I am not going to claim that matplotlib is the most lean graphing library out there, and we already do know where we can make continued improvements, but the symptom you are describing (50 GB for a couple hundred thousand scatter points) is just unheard of for matplotlib. Without a simple, concise, complete code example to demonstrate your problem, we can only hazard guesses. For all I know, you might be "appending" to numpy arrays in a loop prior to plotting, which would eat up significant amount of memory without it being the fault of matplotlib.

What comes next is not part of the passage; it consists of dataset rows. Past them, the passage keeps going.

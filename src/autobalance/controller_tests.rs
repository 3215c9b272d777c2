use super::*;
use crate::autobalance::store::{JsonFileStore, MemoryStore};

fn controller_with(store: Arc<dyn AutobalanceStore>) -> AutobalanceController {
    AutobalanceController::new(store, &AutobalanceConfig::default())
}

fn feed(controller: &AutobalanceController, count: usize, x: f64, y: f64, z: f64) {
    for i in 0..count {
        controller
            .ingest(&SensorSample::new(x, y, z, i as u64))
            .unwrap();
    }
}

fn drain(rx: &mut broadcast::Receiver<AutobalanceEvent>) -> Vec<AutobalanceEvent> {
    let mut events = Vec::new();
    while let Ok(event) = rx.try_recv() {
        events.push(event);
    }
    events
}

#[tokio::test(start_paused = true)]
async fn test_timeout_with_too_few_points_abandons_phase() {
    let controller = controller_with(Arc::new(MemoryStore::new()));
    let mut rx = controller.subscribe();

    controller.start(AutobalancePhase::Horizontal).unwrap();
    feed(&controller, 19, 1.0, 1.0, 0.0);

    tokio::time::sleep(Duration::from_secs(61)).await;

    assert_eq!(
        controller.phase_state(AutobalancePhase::Horizontal).unwrap(),
        PhaseState::NotStarted
    );
    assert_eq!(controller.collected(AutobalancePhase::Horizontal).unwrap(), 0);

    let events = drain(&mut rx);
    assert_eq!(events.first(), Some(&AutobalanceEvent::Started {
        phase: AutobalancePhase::Horizontal
    }));
    assert_eq!(
        events.last(),
        Some(&AutobalanceEvent::Abandoned {
            phase: AutobalancePhase::Horizontal,
            collected: 19,
            required: 20
        })
    );
}

#[tokio::test(start_paused = true)]
async fn test_timeout_with_enough_points_finishes() {
    let controller = controller_with(Arc::new(MemoryStore::new()));

    controller.start(AutobalancePhase::Horizontal).unwrap();
    feed(&controller, 20, 0.5, -1.5, 9.8);

    tokio::time::sleep(Duration::from_secs(59)).await;
    assert_eq!(
        controller.phase_state(AutobalancePhase::Horizontal).unwrap(),
        PhaseState::CollectingHorizontal
    );

    tokio::time::sleep(Duration::from_secs(2)).await;
    let state = controller.state().unwrap();
    assert_eq!(state.horizontal_phase, PhaseState::Finished);
    assert_eq!(state.horizontal_offset_x, -0.5);
    assert_eq!(state.horizontal_offset_y, 1.5);
}

#[tokio::test(start_paused = true)]
async fn test_auto_finish_cancels_timeout() {
    let controller = controller_with(Arc::new(MemoryStore::new()));
    let mut rx = controller.subscribe();

    controller.start(AutobalancePhase::Vertical).unwrap();
    feed(&controller, 40, 0.0, 0.0, 9.81);
    assert_eq!(
        controller.phase_state(AutobalancePhase::Vertical).unwrap(),
        PhaseState::Finished
    );

    tokio::time::sleep(Duration::from_secs(120)).await;

    let events = drain(&mut rx);
    let finished = events
        .iter()
        .filter(|e| matches!(e, AutobalanceEvent::Finished { .. }))
        .count();
    assert_eq!(finished, 1, "timeout must not finish the phase a second time");
    assert!(events.contains(&AutobalanceEvent::Progress {
        phase: AutobalancePhase::Vertical,
        collected: 40,
        target: 40
    }));
}

#[tokio::test(start_paused = true)]
async fn test_stop_cancels_pending_timeout() {
    let controller = controller_with(Arc::new(MemoryStore::new()));
    let mut rx = controller.subscribe();

    controller.start(AutobalancePhase::Compass).unwrap();
    feed(&controller, 25, 1.0, 2.0, 3.0);
    assert_eq!(
        controller.stop().unwrap(),
        vec![AutobalancePhase::Compass]
    );

    // restart before the old timeout would have fired
    tokio::time::sleep(Duration::from_secs(30)).await;
    controller.start(AutobalancePhase::Compass).unwrap();
    feed(&controller, 5, 1.0, 2.0, 3.0);

    // old deadline passes; new run is untouched
    tokio::time::sleep(Duration::from_secs(35)).await;
    assert_eq!(
        controller.phase_state(AutobalancePhase::Compass).unwrap(),
        PhaseState::Started
    );
    assert_eq!(controller.collected(AutobalancePhase::Compass).unwrap(), 5);

    let events = drain(&mut rx);
    assert!(events.contains(&AutobalanceEvent::Stopped {
        phases: vec![AutobalancePhase::Compass]
    }));
    assert!(!events
        .iter()
        .any(|e| matches!(e, AutobalanceEvent::Abandoned { .. })));
}

#[tokio::test(start_paused = true)]
async fn test_restarted_run_keeps_its_own_timeout() {
    let controller = controller_with(Arc::new(MemoryStore::new()));

    controller.start(AutobalancePhase::Vertical).unwrap();
    controller.stop().unwrap();
    controller.start(AutobalancePhase::Vertical).unwrap();
    feed(&controller, 3, 0.0, 0.0, 9.8);

    tokio::time::sleep(Duration::from_secs(61)).await;
    assert_eq!(
        controller.phase_state(AutobalancePhase::Vertical).unwrap(),
        PhaseState::NotStarted
    );
    assert_eq!(controller.collected(AutobalancePhase::Vertical).unwrap(), 0);
}

#[tokio::test(start_paused = true)]
async fn test_concurrent_start_stop_leaves_live_run_bounded() {
    let controller = controller_with(Arc::new(MemoryStore::new()));
    let runtime = tokio::runtime::Handle::current();

    std::thread::scope(|scope| {
        for _ in 0..4 {
            let controller = controller.clone();
            let runtime = runtime.clone();
            scope.spawn(move || {
                let _enter = runtime.enter();
                for _ in 0..50 {
                    controller.stop().unwrap();
                    controller.start(AutobalancePhase::Horizontal).unwrap();
                }
            });
        }
    });

    // the last start on some thread left a run collecting
    assert!(controller
        .phase_state(AutobalancePhase::Horizontal)
        .unwrap()
        .is_collecting());

    tokio::time::sleep(Duration::from_secs(61)).await;
    assert_eq!(
        controller.phase_state(AutobalancePhase::Horizontal).unwrap(),
        PhaseState::NotStarted
    );
}

#[tokio::test(start_paused = true)]
async fn test_save_persists_and_marks_saved() {
    let store = Arc::new(MemoryStore::new());
    let controller = controller_with(store.clone());

    controller.start(AutobalancePhase::Horizontal).unwrap();
    feed(&controller, 40, 2.0, 4.0, 0.0);

    assert_eq!(
        controller.save().unwrap(),
        vec![AutobalancePhase::Horizontal]
    );

    let persisted = store.load().unwrap().unwrap();
    assert_eq!(persisted.horizontal_phase, PhaseState::Saved);
    assert_eq!(persisted.horizontal_offset_x, -2.0);
    assert_eq!(persisted.horizontal_offset_y, -4.0);
    assert_eq!(persisted.vertical_phase, PhaseState::NotStarted);

    let corrected = controller
        .correct(&SensorSample::new(2.0, 4.0, 1.0, 0))
        .unwrap();
    assert_eq!((corrected.x, corrected.y, corrected.z), (0.0, 0.0, 1.0));
}

#[tokio::test(start_paused = true)]
async fn test_save_failure_keeps_in_memory_state() {
    let store = Arc::new(JsonFileStore::new(
        "/nonexistent_emf_probe_dir/autobalance.json",
    ));
    let controller = controller_with(store);

    controller.start(AutobalancePhase::Vertical).unwrap();
    feed(&controller, 40, 0.0, 0.0, 1.0);

    assert!(matches!(
        controller.save(),
        Err(AutobalanceError::PersistenceFailure { .. })
    ));
    assert_eq!(
        controller.phase_state(AutobalancePhase::Vertical).unwrap(),
        PhaseState::Saved
    );

    // retry is allowed and fails the same way
    assert!(controller.save().is_err());
}

#[tokio::test(start_paused = true)]
async fn test_delete_all_clears_store() {
    let store = Arc::new(MemoryStore::new());
    let controller = controller_with(store.clone());

    controller.start(AutobalancePhase::Horizontal).unwrap();
    feed(&controller, 40, 1.0, 1.0, 1.0);
    controller.save().unwrap();
    controller.start(AutobalancePhase::Compass).unwrap();

    controller.delete_all().unwrap();

    assert_eq!(controller.state().unwrap(), AutobalanceState::default());
    assert_eq!(store.load().unwrap(), None);

    // compass timeout was cancelled with everything else
    tokio::time::sleep(Duration::from_secs(61)).await;
    assert_eq!(
        controller.phase_state(AutobalancePhase::Compass).unwrap(),
        PhaseState::NotStarted
    );
}

#[tokio::test(start_paused = true)]
async fn test_restore_loads_saved_document() {
    let saved = AutobalanceState {
        vertical_phase: PhaseState::Saved,
        vertical_offset_z: -9.81,
        last_calibration_timestamp: Some(42),
        ..Default::default()
    };
    let controller = controller_with(Arc::new(MemoryStore::with_state(saved.clone())));

    assert!(controller.restore().unwrap());
    assert_eq!(controller.state().unwrap(), saved);

    controller.start(AutobalancePhase::Horizontal).unwrap();
    assert_eq!(
        controller.restore(),
        Err(AutobalanceError::CalibrationAlreadyActive {
            phase: AutobalancePhase::Horizontal
        })
    );
}

#[tokio::test(start_paused = true)]
async fn test_manual_finish() {
    let controller = controller_with(Arc::new(MemoryStore::new()));
    controller.start(AutobalancePhase::Horizontal).unwrap();
    feed(&controller, 30, 3.0, 3.0, 3.0);

    let outcome = controller.finish(AutobalancePhase::Horizontal).unwrap();
    assert_eq!(
        outcome,
        PhaseOutcome::Finished {
            phase: AutobalancePhase::Horizontal,
            collected: 30
        }
    );
    assert!(matches!(
        controller.finish(AutobalancePhase::Horizontal),
        Err(AutobalanceError::NotActive { .. })
    ));
}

As far as I am aware, we don't do very large dictionaries, so I am doubtful that is the issue either.

As a side note, I have typically found that situations where del() significantly improved memory usage were typically situations where I was "doing it wrong" in the first place and a simple refactor of the code improved memory and (sometimes) speed, with an added benefit of improved readability. I have even seen situations where calling del() in the wrong places (say, for a list created at the beginning of the loop) actually hurt performance because python couldn't recycle that chunk of memory.

Give us a code example that reproduces your problem, and then we can start doing some more serious debugging.

Should be in your Inboxes now. I have to rush for a meeting now, so there was no example call
to that function with sample data, but hope I wrote already enough as I knew number of dots and legends
to be drawn. Yeah, the number of columns is determined elsewhere, put 2 as a value into that variable.

Surely one can rewrite the code, but ideally I would also propose that matplotlib is improved so that
others with similarly bad coding style do not hit the issue. :wink:

Thank you for your time,
Martin

···

On Thu, Oct 10, 2013 at 9:47 AM, Martin MOKREJŠ <mmokrejs@…287… <mailto:mmokrejs@…287…>> wrote:
    > On Thu, Oct 10, 2013 at 9:05 AM, Martin MOKREJŠ <mmokrejs@…2015…87… <mailto:mmokrejs@…287…> <mailto:mmokrejs@…287…>> wrote:

Michael Droettboom wrote:

···

On 10/10/2013 09:47 AM, Martin MOKREJŠ wrote:

Benjamin Root wrote:

On Thu, Oct 10, 2013 at 9:05 AM, Martin MOKREJŠ <mmokrejs@…1896… <mailto:mmokrejs@…287…>> wrote:

     Hi,
       rendering some of my charts takes almost 50GB of RAM. I believe below is a stracktrace
     of one such situation when it already took 15GB. Would somebody comments on what is
     matplotlib doing at the very moment? Why the recursion?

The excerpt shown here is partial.